No doubt, this screen time can be fun. The problem is that too much screen time can take a toll on teen health and grades. Consider these five important facts:

1. Too Much Screen Time Packs Pounds on Teens

In a 2010 study of teens in the American Journal of Epidemiology, teens who spent the most time in front of a screen had the greatest increase in body fat over time. TV and other screen time replace physical activities you could be doing -- like riding your bike or taking a walk. Seeing TV ads for fast food doesn't help your waistline, either.

Kids who watch more than five hours of TV a day also tend to eat less healthy later in life, according to another study from the University of Minnesota.
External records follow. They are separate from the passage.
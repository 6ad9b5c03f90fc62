//! Durable item store for evwatch: items, fetch/send audit rows and saved queries.

use std::collections::BTreeMap;
use std::str::FromStr;
use std::time::Duration;

use async_trait::async_trait;
use chrono::{DateTime, Utc};
use evwatch_core::{FetchHistory, Item, ItemSource, SavedQuery, SendUpdateHistory, UnknownSource};
use sqlx::sqlite::{SqliteConnectOptions, SqliteJournalMode, SqlitePool, SqlitePoolOptions};
use sqlx::{FromRow, Sqlite, Transaction};
use thiserror::Error;
use tracing::debug;

pub const CRATE_NAME: &str = "evwatch-storage";

static MIGRATOR: sqlx::migrate::Migrator = sqlx::migrate!();

#[derive(Debug, Error)]
pub enum StoreError {
    #[error("database error: {0}")]
    Database(#[from] sqlx::Error),
    #[error("migration failed: {0}")]
    Migration(#[from] sqlx::migrate::MigrateError),
    #[error("invalid tags column: {0}")]
    Tags(#[from] serde_json::Error),
    #[error(transparent)]
    Source(#[from] UnknownSource),
    #[error("value out of range for column {0}")]
    OutOfRange(&'static str),
}

/// Everything one reconciliation pass writes, committed as a unit.
#[derive(Debug, Clone, Default)]
pub struct ReconciliationCommit {
    pub inserted: Vec<Item>,
    pub updated: Vec<Item>,
    pub fetch_history: Vec<FetchHistory>,
}

#[async_trait]
pub trait ItemStore: Send + Sync {
    async fn items_for_sources(&self, sources: &[ItemSource]) -> Result<Vec<Item>, StoreError>;

    /// Writes inserted/updated items and fetch history rows in one transaction.
    async fn commit_reconciliation(&self, commit: &ReconciliationCommit) -> Result<(), StoreError>;

    async fn latest_fetch_started_at(&self) -> Result<Option<DateTime<Utc>>, StoreError>;

    async fn last_successful_fetch_started_at(
        &self,
        source: ItemSource,
    ) -> Result<Option<DateTime<Utc>>, StoreError>;

    async fn recent_fetch_history(&self, limit: usize) -> Result<Vec<FetchHistory>, StoreError>;

    async fn list_saved_queries(&self) -> Result<Vec<SavedQuery>, StoreError>;

    async fn upsert_saved_query(&self, query: &SavedQuery) -> Result<(), StoreError>;

    /// Runs operator query text against the store without persisting any side effect.
    async fn execute_query(&self, query_text: &str) -> Result<Vec<Item>, StoreError>;

    /// Whether `query_title` was ever sent to any of `recipients`.
    async fn has_send_history(
        &self,
        query_title: &str,
        recipients: &[String],
    ) -> Result<bool, StoreError>;

    async fn append_send_history(&self, row: &SendUpdateHistory) -> Result<(), StoreError>;

    async fn recent_send_history(&self, limit: usize) -> Result<Vec<SendUpdateHistory>, StoreError>;

    /// Removes items whose start and end both precede `cutoff`.
    async fn delete_items_ended_before(&self, cutoff: DateTime<Utc>) -> Result<u64, StoreError>;
}

#[derive(Debug, Clone)]
pub struct SqliteItemStore {
    pool: SqlitePool,
}

impl SqliteItemStore {
    pub async fn connect(database_url: &str) -> Result<Self, StoreError> {
        let options = SqliteConnectOptions::from_str(database_url)?
            .create_if_missing(true)
            .journal_mode(SqliteJournalMode::Wal);
        let pool = SqlitePoolOptions::new()
            .max_connections(5)
            .connect_with(options)
            .await?;
        let store = Self { pool };
        store.migrate().await?;
        Ok(store)
    }

    /// A private in-memory database; a single pinned connection keeps it alive.
    pub async fn in_memory() -> Result<Self, StoreError> {
        let options = SqliteConnectOptions::from_str("sqlite::memory:")?;
        let pool = SqlitePoolOptions::new()
            .max_connections(1)
            .min_connections(1)
            .idle_timeout(None)
            .max_lifetime(None)
            .connect_with(options)
            .await?;
        let store = Self { pool };
        store.migrate().await?;
        Ok(store)
    }

    pub async fn migrate(&self) -> Result<(), StoreError> {
        MIGRATOR.run(&self.pool).await?;
        Ok(())
    }

    pub fn pool(&self) -> &SqlitePool {
        &self.pool
    }
}

#[derive(Debug, FromRow)]
struct ItemRow {
    source: String,
    source_id: String,
    retrieved_at: DateTime<Utc>,
    event_start: DateTime<Utc>,
    event_end: DateTime<Utc>,
    enrollment_deadline: Option<DateTime<Utc>>,
    title: Option<String>,
    description: Option<String>,
    organizer: Option<String>,
    location: Option<String>,
    url: Option<String>,
    price: Option<String>,
    tags: Option<String>,
    raw_data: Option<String>,
}

impl TryFrom<ItemRow> for Item {
    type Error = StoreError;

    fn try_from(row: ItemRow) -> Result<Self, Self::Error> {
        let tags = match row.tags.as_deref() {
            Some(text) => Some(serde_json::from_str::<Vec<String>>(text)?),
            None => None,
        };
        Ok(Item {
            source: row.source.parse()?,
            source_id: row.source_id,
            retrieved_at: row.retrieved_at,
            event_start: row.event_start,
            event_end: row.event_end,
            enrollment_deadline: row.enrollment_deadline,
            title: row.title,
            description: row.description,
            organizer: row.organizer,
            location: row.location,
            url: row.url,
            price: row.price,
            tags,
            raw_data: row.raw_data,
        })
    }
}

#[derive(Debug, FromRow)]
struct FetchHistoryRow {
    source: String,
    execution_start: DateTime<Utc>,
    execution_duration_ms: i64,
    items_retrieved: i64,
    new_items: i64,
    updated_items: i64,
    is_detailed: bool,
    succeeded: bool,
}

impl TryFrom<FetchHistoryRow> for FetchHistory {
    type Error = StoreError;

    fn try_from(row: FetchHistoryRow) -> Result<Self, Self::Error> {
        Ok(FetchHistory {
            source: row.source.parse()?,
            execution_start: row.execution_start,
            execution_duration: Duration::from_millis(
                u64::try_from(row.execution_duration_ms)
                    .map_err(|_| StoreError::OutOfRange("execution_duration_ms"))?,
            ),
            items_retrieved: from_count(row.items_retrieved, "items_retrieved")?,
            new_items: from_count(row.new_items, "new_items")?,
            updated_items: from_count(row.updated_items, "updated_items")?,
            is_detailed: row.is_detailed,
            succeeded: row.succeeded,
        })
    }
}

#[derive(Debug, FromRow)]
struct SendUpdateHistoryRow {
    query_title: String,
    recipient_address: String,
    sent_at: DateTime<Utc>,
    new_items_count: i64,
    updated_items_count: i64,
}

impl TryFrom<SendUpdateHistoryRow> for SendUpdateHistory {
    type Error = StoreError;

    fn try_from(row: SendUpdateHistoryRow) -> Result<Self, Self::Error> {
        Ok(SendUpdateHistory {
            query_title: row.query_title,
            recipient_address: row.recipient_address,
            sent_at: row.sent_at,
            new_items_count: from_count(row.new_items_count, "new_items_count")?,
            updated_items_count: from_count(row.updated_items_count, "updated_items_count")?,
        })
    }
}

fn from_count(value: i64, column: &'static str) -> Result<usize, StoreError> {
    usize::try_from(value).map_err(|_| StoreError::OutOfRange(column))
}

fn to_count(value: usize, column: &'static str) -> Result<i64, StoreError> {
    i64::try_from(value).map_err(|_| StoreError::OutOfRange(column))
}

fn encode_tags(tags: &Option<Vec<String>>) -> Result<Option<String>, StoreError> {
    tags.as_ref()
        .map(serde_json::to_string)
        .transpose()
        .map_err(StoreError::from)
}

async fn upsert_item(tx: &mut Transaction<'_, Sqlite>, item: &Item) -> Result<(), StoreError> {
    sqlx::query(
        r#"
        INSERT INTO items (
            source, source_id, retrieved_at, event_start, event_end, enrollment_deadline,
            title, description, organizer, location, url, price, tags, raw_data
        )
        VALUES (?, ?, ?, ?, ?, ?, ?, ?, ?, ?, ?, ?, ?, ?)
        ON CONFLICT(source, source_id) DO UPDATE SET
            retrieved_at = excluded.retrieved_at,
            enrollment_deadline = excluded.enrollment_deadline,
            description = excluded.description,
            location = excluded.location,
            url = excluded.url,
            price = excluded.price,
            tags = excluded.tags,
            raw_data = excluded.raw_data
        "#,
    )
    .bind(item.source.as_str())
    .bind(&item.source_id)
    .bind(item.retrieved_at)
    .bind(item.event_start)
    .bind(item.event_end)
    .bind(item.enrollment_deadline)
    .bind(&item.title)
    .bind(&item.description)
    .bind(&item.organizer)
    .bind(&item.location)
    .bind(&item.url)
    .bind(&item.price)
    .bind(encode_tags(&item.tags)?)
    .bind(&item.raw_data)
    .execute(&mut **tx)
    .await?;
    Ok(())
}

async fn insert_fetch_history(
    tx: &mut Transaction<'_, Sqlite>,
    row: &FetchHistory,
) -> Result<(), StoreError> {
    let duration_ms = i64::try_from(row.execution_duration.as_millis())
        .map_err(|_| StoreError::OutOfRange("execution_duration_ms"))?;
    sqlx::query(
        r#"
        INSERT INTO fetch_history (
            source, execution_start, execution_duration_ms, items_retrieved,
            new_items, updated_items, is_detailed, succeeded
        )
        VALUES (?, ?, ?, ?, ?, ?, ?, ?)
        "#,
    )
    .bind(row.source.as_str())
    .bind(row.execution_start)
    .bind(duration_ms)
    .bind(to_count(row.items_retrieved, "items_retrieved")?)
    .bind(to_count(row.new_items, "new_items")?)
    .bind(to_count(row.updated_items, "updated_items")?)
    .bind(row.is_detailed)
    .bind(row.succeeded)
    .execute(&mut **tx)
    .await?;
    Ok(())
}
It's easier to set good habits now while you're still young. The longer you live with habits, the harder they can be to change.

Signs that screen time is taking over your life:

  • You are missing parties and other events.
  • You stay up late to catch a favorite show.
  • You eat meals in front of the TV or computer.
  • You go to bed with the TV on.

What you can do about it:

  • Make plans to see friends regularly.
  • Record shows so you get a good night's sleep.
  • Practice eating at the dinner table, away from the TV and computer.
  • Take the TV and computer out of your room.

2. Cell Phone Texting = Tired Teens

It's tough enough for most teens to hit the sack at a reasonable hour. If you're still sending and receiving text messages after lights out, you're probably depriving yourself of even more of the 8 1/2 hours of sleep you need.

Signs that you're texting too much at night:

  • You are still texting after you've gone to bed.
  • You stay awake anticipating another text.
  • You wake up tired.

What you can do about it:

  • Stash your cell phone outside your bedroom at night.
  • Turn off your cell phone 30 minutes before you go to bed.
  • Mute your cell phone and tuck it somewhere in your room where you can't see it.